(Problem to solve)
Extract from the entries below, exactly as given, only the lines from the line containing "pub const SITE_DOWN: &str" to the line containing "pub fn detect_alarms_with_battery(site: &SiteState)", both lines included.

Data section START

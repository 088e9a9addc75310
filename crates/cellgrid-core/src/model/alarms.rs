// ── Alarm derivation from site state ──
//
// Agents B and C both derive discrete alarm codes from a site's reported
// state; C skips the battery rule. Codes are dotted, most-general-first,
// so sweep logic can classify by prefix.

use cellgrid_api::{AntennaPort, SiteState};

pub const MAINS_OFF: &str = "Mains.Off";
pub const SITE_DOWN: &str = "Site.Down";
pub const ANTENNA_A1_UNAVAILABLE: &str = "Antenna.A1.Unavailable";
pub const ANTENNA_A2_UNAVAILABLE: &str = "Antenna.A2.Unavailable";
pub const BATTERY_LOW_GRID_DOWN: &str = "Battery.Low.GridDown";

/// Battery percentage below which a site on battery is at risk.
pub const LOW_BATTERY_THRESHOLD: u8 = 40;

pub fn antenna_alarm(port: AntennaPort) -> &'static str {
    match port {
        AntennaPort::A1 => ANTENNA_A1_UNAVAILABLE,
        AntennaPort::A2 => ANTENNA_A2_UNAVAILABLE,
    }
}

/// The antenna named by an alarm code, if any.
pub fn antenna_for_alarm(code: &str) -> Option<AntennaPort> {
    match code {
        ANTENNA_A1_UNAVAILABLE => Some(AntennaPort::A1),
        ANTENNA_A2_UNAVAILABLE => Some(AntennaPort::A2),
        _ => None,
    }
}

/// True for alarm classes the mitigation sweep keeps working on.
pub fn is_actionable(code: &str) -> bool {
    code.starts_with("Mains.") || code == SITE_DOWN || code.starts_with("Antenna.")
}

/// Derive alarms from a site's state: mains, liveness, and antennas.
pub fn detect_alarms(site: &SiteState) -> Vec<String> {
    let mut alarms = Vec::new();
    if !site.mains.is_on() {
        alarms.push(MAINS_OFF.to_owned());
    }
    if !site.site_alive {
        alarms.push(SITE_DOWN.to_owned());
    }
    for port in AntennaPort::ALL {
        if !site.antenna(port).is_available() {
            alarms.push(antenna_alarm(port).to_owned());
        }
    }
    alarms
}

/// [`detect_alarms`] plus the battery-at-risk rule: mains off while the
/// battery is below [`LOW_BATTERY_THRESHOLD`].
pub fn detect_alarms_with_battery(site: &SiteState) -> Vec<String> {
    let mut alarms = detect_alarms(site);
    if !site.mains.is_on() && site.battery_percent < LOW_BATTERY_THRESHOLD {
        alarms.push(BATTERY_LOW_GRID_DOWN.to_owned());
    }
    alarms
}
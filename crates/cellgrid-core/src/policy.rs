// ── Policy store ──
//
// Validated enum settings with change notifications. Every accepted
// mutation bumps the version by exactly one; a rejected patch leaves the
// stored value untouched. Values are canonicalized case-insensitively
// against the fixed word sets, so `"e2e AUTOMATION"` patches cleanly.
//
// Accepted mutations are optionally rewritten to a TOML file — the one
// piece of orchestration state that survives a restart.

use std::path::{Path, PathBuf};

use chrono::{DateTime, Utc};
use serde::{Deserialize, Serialize};
use tokio::sync::watch;
use tracing::warn;

use crate::error::CoreError;

// ── Enum settings ────────────────────────────────────────────────────

#[derive(Debug, Clone, Copy, Default, PartialEq, Eq, Serialize, Deserialize)]
pub enum AlarmPrioritization {
    #[default]
    #[serde(rename = "Critical First")]
    CriticalFirst,
    #[serde(rename = "Adaptive Correlation")]
    AdaptiveCorrelation,
}

#[derive(Debug, Clone, Copy, Default, PartialEq, Eq, Serialize, Deserialize)]
pub enum WaysOfWorking {
    #[default]
    #[serde(rename = "E2E automation")]
    E2eAutomation,
    #[serde(rename = "Human intervention at critical steps")]
    HumanIntervention,
}

#[derive(Debug, Clone, Copy, Default, PartialEq, Eq, Serialize, Deserialize)]
pub enum KpiAlignment {
    #[default]
    #[serde(rename = ">95%")]
    High,
    #[serde(rename = "75%")]
    Moderate,
}

impl AlarmPrioritization {
    pub fn as_str(self) -> &'static str {
        match self {
            Self::CriticalFirst => "Critical First",
            Self::AdaptiveCorrelation => "Adaptive Correlation",
        }
    }

    pub fn canonicalize(input: &str) -> Option<Self> {
        [Self::CriticalFirst, Self::AdaptiveCorrelation]
            .into_iter()
            .find(|v| v.as_str().eq_ignore_ascii_case(input.trim()))
    }
}

impl WaysOfWorking {
    pub fn as_str(self) -> &'static str {
        match self {
            Self::E2eAutomation => "E2E automation",
            Self::HumanIntervention => "Human intervention at critical steps",
        }
    }

    pub fn canonicalize(input: &str) -> Option<Self> {
        [Self::E2eAutomation, Self::HumanIntervention]
            .into_iter()
            .find(|v| v.as_str().eq_ignore_ascii_case(input.trim()))
    }

    /// True when policy alone allows unattended mitigation.
    pub fn is_auto(self) -> bool {
        matches!(self, Self::E2eAutomation)
    }
}

impl KpiAlignment {
    pub fn as_str(self) -> &'static str {
        match self {
            Self::High => ">95%",
            Self::Moderate => "75%",
        }
    }

    pub fn canonicalize(input: &str) -> Option<Self> {
        [Self::High, Self::Moderate]
            .into_iter()
            .find(|v| v.as_str().eq_ignore_ascii_case(input.trim()))
    }
}

// ── Policy value ─────────────────────────────────────────────────────

#[derive(Debug, Clone, PartialEq, Serialize, Deserialize)]
#[serde(rename_all = "camelCase")]
pub struct Policy {
    pub alarm_prioritization: AlarmPrioritization,
    pub ways_of_working: WaysOfWorking,
    pub kpi_alignment: KpiAlignment,
    pub updated_at: DateTime<Utc>,
    pub version: u64,
    pub source: String,
}

impl Default for Policy {
    fn default() -> Self {
        Self {
            alarm_prioritization: AlarmPrioritization::default(),
            ways_of_working: WaysOfWorking::default(),
            kpi_alignment: KpiAlignment::default(),
            updated_at: Utc::now(),
            version: 0,
            source: "default".into(),
        }
    }
}

/// A partial mutation. Raw strings — canonicalization happens in
/// [`PolicyStore::patch`], so adapters can pass operator input through.
#[derive(Debug, Clone, Default, Deserialize)]
#[serde(rename_all = "camelCase")]
pub struct PolicyPatch {
    pub alarm_prioritization: Option<String>,
    pub ways_of_working: Option<String>,
    pub kpi_alignment: Option<String>,
}

// ── Persistent shape ─────────────────────────────────────────────────

/// What lands in the policy file. Version and timestamps are process
/// state, not configuration, so only the values persist.
#[derive(Debug, Serialize, Deserialize)]
struct PolicyFile {
    alarm_prioritization: AlarmPrioritization,
    ways_of_working: WaysOfWorking,
    kpi_alignment: KpiAlignment,
}

// ── Store ────────────────────────────────────────────────────────────

pub struct PolicyStore {
    tx: watch::Sender<Policy>,
    path: Option<PathBuf>,
}

impl PolicyStore {
    pub fn new(initial: Policy, path: Option<PathBuf>) -> Self {
        let (tx, _) = watch::channel(initial);
        Self { tx, path }
    }

    /// Load from the policy file if it exists, else defaults. A malformed
    /// file is logged and ignored rather than blocking startup.
    pub fn load_or_default(path: Option<PathBuf>) -> Self {
        let mut initial = Policy::default();
        if let Some(ref p) = path {
            match Self::read_file(p) {
                Ok(Some(file)) => {
                    initial.alarm_prioritization = file.alarm_prioritization;
                    initial.ways_of_working = file.ways_of_working;
                    initial.kpi_alignment = file.kpi_alignment;
                    initial.source = "file".into();
                }
                Ok(None) => {}
                Err(e) => warn!(path = %p.display(), error = %e, "ignoring unreadable policy file"),
            }
        }
        Self::new(initial, path)
    }

    fn read_file(path: &Path) -> Result<Option<PolicyFile>, CoreError> {
        if !path.exists() {
            return Ok(None);
        }
        let text = std::fs::read_to_string(path)?;
        let file = toml::from_str(&text).map_err(|e| CoreError::Validation {
            field: "policy file".into(),
            reason: e.to_string(),
        })?;
        Ok(Some(file))
    }

    pub fn get(&self) -> Policy {
        self.tx.borrow().clone()
    }

    pub fn subscribe(&self) -> watch::Receiver<Policy> {
        self.tx.subscribe()
    }

    /// Apply a patch. All-or-nothing: one invalid value rejects the whole
    /// patch with no state change; an accepted patch bumps `version` by 1.
    pub fn patch(&self, patch: &PolicyPatch, source: &str) -> Result<Policy, CoreError> {
        let prioritization = patch
            .alarm_prioritization
            .as_deref()
            .map(|raw| {
                AlarmPrioritization::canonicalize(raw).ok_or_else(|| invalid("alarmPrioritization", raw))
            })
            .transpose()?;
        let ways = patch
            .ways_of_working
            .as_deref()
            .map(|raw| WaysOfWorking::canonicalize(raw).ok_or_else(|| invalid("waysOfWorking", raw)))
            .transpose()?;
        let kpi = patch
            .kpi_alignment
            .as_deref()
            .map(|raw| KpiAlignment::canonicalize(raw).ok_or_else(|| invalid("kpiAlignment", raw)))
            .transpose()?;

        let mut updated = Policy::default();
        self.tx.send_modify(|policy| {
            if let Some(v) = prioritization {
                policy.alarm_prioritization = v;
            }
            if let Some(v) = ways {
                policy.ways_of_working = v;
            }
            if let Some(v) = kpi {
                policy.kpi_alignment = v;
            }
            policy.version += 1;
            policy.updated_at = Utc::now();
            policy.source = source.to_owned();
            updated = policy.clone();
        });

        if let Err(e) = self.persist(&updated) {
            warn!(error = %e, "policy persisted in memory only");
        }
        Ok(updated)
    }

    fn persist(&self, policy: &Policy) -> Result<(), CoreError> {
        let Some(ref path) = self.path else {
            return Ok(());
        };
        let file = PolicyFile {
            alarm_prioritization: policy.alarm_prioritization,
            ways_of_working: policy.ways_of_working,
            kpi_alignment: policy.kpi_alignment,
        };
        if let Some(parent) = path.parent() {
            std::fs::create_dir_all(parent)?;
        }
        std::fs::write(path, toml::to_string_pretty(&file)?)?;
        Ok(())
    }
}

fn invalid(field: &str, raw: &str) -> CoreError {
    CoreError::Validation {
        field: field.into(),
        reason: format!("unknown value '{raw}'"),
    }
}
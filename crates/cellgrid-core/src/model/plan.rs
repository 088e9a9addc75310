// ── Mitigation plan steps ──

use std::fmt;

use serde::{Deserialize, Serialize};

use cellgrid_api::AntennaPort;

/// One step of an Agent B recovery plan.
#[derive(Debug, Clone, PartialEq, Eq, Serialize, Deserialize)]
#[serde(tag = "op")]
pub enum PlanStep {
    /// Restore mains power to the site.
    #[serde(rename = "power.on")]
    PowerOn { site: String },

    /// Drive an antenna's radio head until its service is `Available`.
    #[serde(rename = "rru.ensure")]
    RruEnsure { site: String, antenna: AntennaPort },

    /// Shed an antenna's radio head to conserve battery.
    #[serde(rename = "rru.off")]
    RruOff { site: String, antenna: AntennaPort },
}

impl fmt::Display for PlanStep {
    fn fmt(&self, f: &mut fmt::Formatter<'_>) -> fmt::Result {
        match self {
            Self::PowerOn { site } => write!(f, "power.on({site})"),
            Self::RruEnsure { site, antenna } => {
                write!(f, "rru.ensure({site}, {})", antenna.api_name())
            }
            Self::RruOff { site, antenna } => {
                write!(f, "rru.off({site}, {})", antenna.api_name())
            }
        }
    }
}
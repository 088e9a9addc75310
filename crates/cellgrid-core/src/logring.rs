// ── Bounded log ring with fan-out ──
//
// Every operator-visible log line lands in one of these: the supervisor
// has one, and each agent has its own. Appends are timestamped ISO-8601,
// kept in a bounded ring, and pushed to all attached subscribers; a slow
// subscriber lags on its broadcast receiver without affecting the ring
// or other subscribers.

use std::collections::VecDeque;
use std::sync::{Arc, Mutex};

use serde::Serialize;
use tokio::sync::broadcast;

use crate::model::iso_now;

pub const LOG_CAPACITY: usize = 2000;

const CHANNEL_CAPACITY: usize = 256;

#[derive(Debug, Clone, Serialize)]
pub struct LogEntry {
    pub ts: String,
    pub line: String,
}

pub struct LogRing {
    label: String,
    entries: Mutex<VecDeque<Arc<LogEntry>>>,
    tx: broadcast::Sender<Arc<LogEntry>>,
}

impl LogRing {
    pub fn new(label: impl Into<String>) -> Self {
        let (tx, _) = broadcast::channel(CHANNEL_CAPACITY);
        Self {
            label: label.into(),
            entries: Mutex::new(VecDeque::with_capacity(128)),
            tx,
        }
    }

    pub fn label(&self) -> &str {
        &self.label
    }

    /// Append a line and fan it out. Failed subscriber writes are
    /// swallowed — delivery is best-effort.
    pub fn push(&self, line: impl Into<String>) -> Arc<LogEntry> {
        let entry = Arc::new(LogEntry {
            ts: iso_now(),
            line: line.into(),
        });

        tracing::debug!(channel = %self.label, "{}", entry.line);

        {
            let mut entries = self.entries.lock().expect("log ring poisoned");
            if entries.len() == LOG_CAPACITY {
                entries.pop_front();
            }
            entries.push_back(Arc::clone(&entry));
        }
        let _ = self.tx.send(Arc::clone(&entry));
        entry
    }

    /// Snapshot copy of the ring.
    pub fn entries(&self) -> Vec<Arc<LogEntry>> {
        self.entries
            .lock()
            .expect("log ring poisoned")
            .iter()
            .cloned()
            .collect()
    }

    pub fn subscribe(&self) -> broadcast::Receiver<Arc<LogEntry>> {
        self.tx.subscribe()
    }

    pub fn len(&self) -> usize {
        self.entries.lock().expect("log ring poisoned").len()
    }

    pub fn is_empty(&self) -> bool {
        self.len() == 0
    }
}
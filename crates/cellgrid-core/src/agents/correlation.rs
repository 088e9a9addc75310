//! Agent A — per-site windowed incident clustering.
//!
//! Two entry points share one grouping algorithm:
//!
//! - **Streaming**: [`handle_stream_event`](CorrelationAgent::handle_stream_event)
//!   folds live bus events into per-site buffers, opening, extending, and
//!   closing incidents as the window dictates.
//! - **Batch**: [`correlate`](CorrelationAgent::correlate) is stateless —
//!   filter, sort per site, group, flush. The supervisor probes it with a
//!   single event per call as a cheap "worth escalating?" check.
//!
//! Policy is read at decision time, never cached at start.

use std::collections::HashMap;
use std::sync::{Arc, Mutex};
use std::time::Duration;

use chrono::{DateTime, Utc};
use tokio::sync::watch;

use cellgrid_api::FleetSnapshot;

use super::{Agent, AgentCore, AgentStatus};
use crate::logring::LogRing;
use crate::model::{BusEvent, CloseReason, CorrelatedEvent, Incident};
use crate::policy::{AlarmPrioritization, Policy};

/// Alarm codes that never open or extend an incident.
const NOISE_CODES: [&str; 3] = ["unknown", "heartbeat", "noop"];

/// Substrings that mark an alarm code as critical (case-insensitive).
const CRITICAL_PATTERNS: [&str; 3] = ["serviceunavailable", "heartbeatfailure", "mainsfailure"];

/// Bound on retained closed incidents per site.
const CLOSED_CAPACITY: usize = 100;

/// A minimal event view for correlation.
#[derive(Debug, Clone)]
pub struct CorrelationEvent {
    pub site: String,
    pub code: String,
    pub ts: DateTime<Utc>,
}

#[derive(Default)]
struct SiteBuffer {
    open: Option<Incident>,
    closed: Vec<Incident>,
}

pub struct CorrelationAgent {
    core: AgentCore,
    policy: watch::Receiver<Policy>,
    window: chrono::Duration,
    buffers: Mutex<HashMap<String, SiteBuffer>>,
}

impl CorrelationAgent {
    pub fn new(policy: watch::Receiver<Policy>, window: Duration) -> Self {
        Self {
            core: AgentCore::new("correlation"),
            policy,
            window: chrono::Duration::from_std(window)
                .unwrap_or_else(|_| chrono::Duration::minutes(5)),
            buffers: Mutex::new(HashMap::new()),
        }
    }

    // ── Filters ──────────────────────────────────────────────────────

    fn is_noise(site: &str, code: &str) -> bool {
        site.is_empty()
            || site.eq_ignore_ascii_case("unknown")
            || NOISE_CODES
                .iter()
                .any(|n| n.eq_ignore_ascii_case(code))
    }

    fn is_critical(code: &str) -> bool {
        let lowered = code.to_ascii_lowercase();
        CRITICAL_PATTERNS.iter().any(|p| lowered.contains(p))
    }

    /// Noise plus the policy-conditioned critical filter, read at
    /// decision time.
    fn admits(&self, site: &str, code: &str) -> bool {
        if Self::is_noise(site, code) {
            return false;
        }
        let prioritization = self.policy.borrow().alarm_prioritization;
        if prioritization == AlarmPrioritization::CriticalFirst && !Self::is_critical(code) {
            return false;
        }
        true
    }

    // ── Batch mode ───────────────────────────────────────────────────

    /// Filter, group per site by the correlation window, and return every
    /// incident formed. Stateless: the streaming buffers are untouched.
    pub fn correlate(&self, events: &[CorrelationEvent]) -> Vec<Incident> {
        let mut by_site: HashMap<&str, Vec<&CorrelationEvent>> = HashMap::new();
        for event in events {
            if self.admits(&event.site, &event.code) {
                by_site.entry(&event.site).or_default().push(event);
            }
        }

        let mut incidents = Vec::new();
        let mut sites: Vec<&str> = by_site.keys().copied().collect();
        sites.sort_unstable();

        for site in sites {
            let mut site_events = by_site.remove(site).unwrap_or_default();
            site_events.sort_by_key(|e| e.ts);

            let mut open: Option<Incident> = None;
            for event in site_events {
                let correlated = CorrelatedEvent {
                    site: event.site.clone(),
                    code: event.code.clone(),
                    ts: event.ts,
                };
                match open.as_mut() {
                    None => open = Some(Incident::open(correlated)),
                    Some(incident)
                        if event.ts.signed_duration_since(incident.start) <= self.window =>
                    {
                        incident.extend(correlated);
                    }
                    Some(_) => {
                        let closed = open
                            .take()
                            .map(|i| i.close(CloseReason::WindowElapsed));
                        incidents.extend(closed);
                        open = Some(Incident::open(correlated));
                    }
                }
            }
            incidents.extend(open.take().map(|i| i.close(CloseReason::Flush)));
        }
        incidents
    }

    // ── Streaming mode ───────────────────────────────────────────────

    /// Fold one live bus event into the per-site buffers. Only alarm
    /// events and snapshots matter here; everything else passes through.
    pub fn handle_stream_event(&self, event: &BusEvent) {
        if !self.core.is_running() {
            return;
        }
        match event {
            BusEvent::StateUpdate { payload, .. } => self.observe_snapshot(payload),
            BusEvent::AlarmRaised {
                site, alarm, ts, ..
            } => self.observe_alarm(site, alarm, ts, false),
            BusEvent::AlarmCleared {
                site, alarm, ts, ..
            } => self.observe_alarm(site, alarm, ts, true),
            _ => {}
        }
    }

    /// A snapshot showing a site back on mains and alive closes its open
    /// incident: service restored.
    fn observe_snapshot(&self, snapshot: &FleetSnapshot) {
        let mut buffers = self.buffers.lock().expect("correlation buffers poisoned");
        for (site, state) in snapshot.sites() {
            if state.mains.is_on() && state.site_alive {
                if let Some(buffer) = buffers.get_mut(site) {
                    if let Some(open) = buffer.open.take() {
                        self.finish(buffer, open, CloseReason::ServiceRestored);
                    }
                }
            }
        }
    }

    fn observe_alarm(&self, site: &str, alarm: &str, ts: &str, cleared: bool) {
        if !self.admits(site, alarm) {
            return;
        }
        let ts = parse_ts(ts);
        let correlated = CorrelatedEvent {
            site: site.to_owned(),
            code: alarm.to_owned(),
            ts,
        };

        let mut buffers = self.buffers.lock().expect("correlation buffers poisoned");
        let buffer = buffers.entry(site.to_owned()).or_default();

        match buffer.open.as_mut() {
            None => {
                buffer.open = Some(Incident::open(correlated));
                self.core
                    .log()
                    .push(format!("incident.started site={site} type={alarm}"));
            }
            Some(incident) if ts.signed_duration_since(incident.start) <= self.window => {
                incident.extend(correlated);
            }
            Some(_) => {
                let open = buffer.open.take();
                if let Some(open) = open {
                    self.finish(buffer, open, CloseReason::WindowElapsed);
                }
                buffer.open = Some(Incident::open(correlated));
                self.core
                    .log()
                    .push(format!("incident.started site={site} type={alarm}"));
            }
        }

        // A clear that leaves no critical codes behind ends the cluster.
        if cleared {
            if let Some(incident) = buffer.open.as_mut() {
                incident.types.remove(alarm);
                if !incident.types.iter().any(|code| Self::is_critical(code)) {
                    let open = buffer.open.take();
                    if let Some(open) = open {
                        self.finish(buffer, open, CloseReason::AlarmCleared);
                    }
                }
            }
        }
    }

    fn finish(&self, buffer: &mut SiteBuffer, incident: Incident, reason: CloseReason) {
        let closed = incident.close(reason);
        self.core.log().push(format!(
            "incident.closed site={} count={} reason={:?}",
            closed.site, closed.count, reason
        ));
        if buffer.closed.len() == CLOSED_CAPACITY {
            buffer.closed.remove(0);
        }
        buffer.closed.push(closed);
    }

    // ── Diagnostics ──────────────────────────────────────────────────

    pub fn open_incident(&self, site: &str) -> Option<Incident> {
        self.buffers
            .lock()
            .expect("correlation buffers poisoned")
            .get(site)
            .and_then(|b| b.open.clone())
    }

    pub fn closed_incidents(&self, site: &str) -> Vec<Incident> {
        self.buffers
            .lock()
            .expect("correlation buffers poisoned")
            .get(site)
            .map(|b| b.closed.clone())
            .unwrap_or_default()
    }
}

impl Agent for CorrelationAgent {
    fn name(&self) -> &'static str {
        self.core.name()
    }

    fn start(&self) {
        self.core.start();
    }

    fn stop(&self) {
        self.core.stop();
    }

    fn status(&self) -> AgentStatus {
        self.core.status()
    }

    fn log(&self) -> &LogRing {
        self.core.log()
    }
}

/// Parse an event timestamp, falling back to now. The original string
/// stays authoritative for identity; this parse is only for window math.
fn parse_ts(ts: &str) -> DateTime<Utc> {
    DateTime::parse_from_rfc3339(ts)
        .map(|dt| dt.with_timezone(&Utc))
        .unwrap_or_else(|_| Utc::now())
}

/// Spawn the streaming-mode listener: a bus subscription folded into the
/// agent's per-site buffers for as long as the agent is running. Events
/// arriving while the agent is stopped fall through untouched.
pub fn spawn_stream_listener(
    agent: Arc<CorrelationAgent>,
    bus: &crate::bus::IncidentBus,
    cancel: tokio_util::sync::CancellationToken,
) -> tokio::task::JoinHandle<()> {
    let mut rx = bus.subscribe().receiver;
    tokio::spawn(async move {
        loop {
            tokio::select! {
                biased;
                _ = cancel.cancelled() => break,
                event = rx.recv() => match event {
                    Ok(event) => agent.handle_stream_event(&event),
                    Err(tokio::sync::broadcast::error::RecvError::Lagged(_)) => continue,
                    Err(tokio::sync::broadcast::error::RecvError::Closed) => break,
                },
            }
        }
    })
}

Data section END

(Your solution)
pub const SITE_DOWN: &str = "Site.Down";
pub const ANTENNA_A1_UNAVAILABLE: &str = "Antenna.A1.Unavailable";
pub const ANTENNA_A2_UNAVAILABLE: &str = "Antenna.A2.Unavailable";
pub const BATTERY_LOW_GRID_DOWN: &str = "Battery.Low.GridDown";

/// Battery percentage below which a site on battery is at risk.
pub const LOW_BATTERY_THRESHOLD: u8 = 40;

pub fn antenna_alarm(port: AntennaPort) -> &'static str {
    match port {
        AntennaPort::A1 => ANTENNA_A1_UNAVAILABLE,
        AntennaPort::A2 => ANTENNA_A2_UNAVAILABLE,
    }
}

/// The antenna named by an alarm code, if any.
pub fn antenna_for_alarm(code: &str) -> Option<AntennaPort> {
    match code {
        ANTENNA_A1_UNAVAILABLE => Some(AntennaPort::A1),
        ANTENNA_A2_UNAVAILABLE => Some(AntennaPort::A2),
        _ => None,
    }
}

/// True for alarm classes the mitigation sweep keeps working on.
pub fn is_actionable(code: &str) -> bool {
    code.starts_with("Mains.") || code == SITE_DOWN || code.starts_with("Antenna.")
}

/// Derive alarms from a site's state: mains, liveness, and antennas.
pub fn detect_alarms(site: &SiteState) -> Vec<String> {
    let mut alarms = Vec::new();
    if !site.mains.is_on() {
        alarms.push(MAINS_OFF.to_owned());
    }
    if !site.site_alive {
        alarms.push(SITE_DOWN.to_owned());
    }
    for port in AntennaPort::ALL {
        if !site.antenna(port).is_available() {
            alarms.push(antenna_alarm(port).to_owned());
        }
    }
    alarms
}

/// [`detect_alarms`] plus the battery-at-risk rule: mains off while the
/// battery is below [`LOW_BATTERY_THRESHOLD`].
pub fn detect_alarms_with_battery(site: &SiteState) -> Vec<String> {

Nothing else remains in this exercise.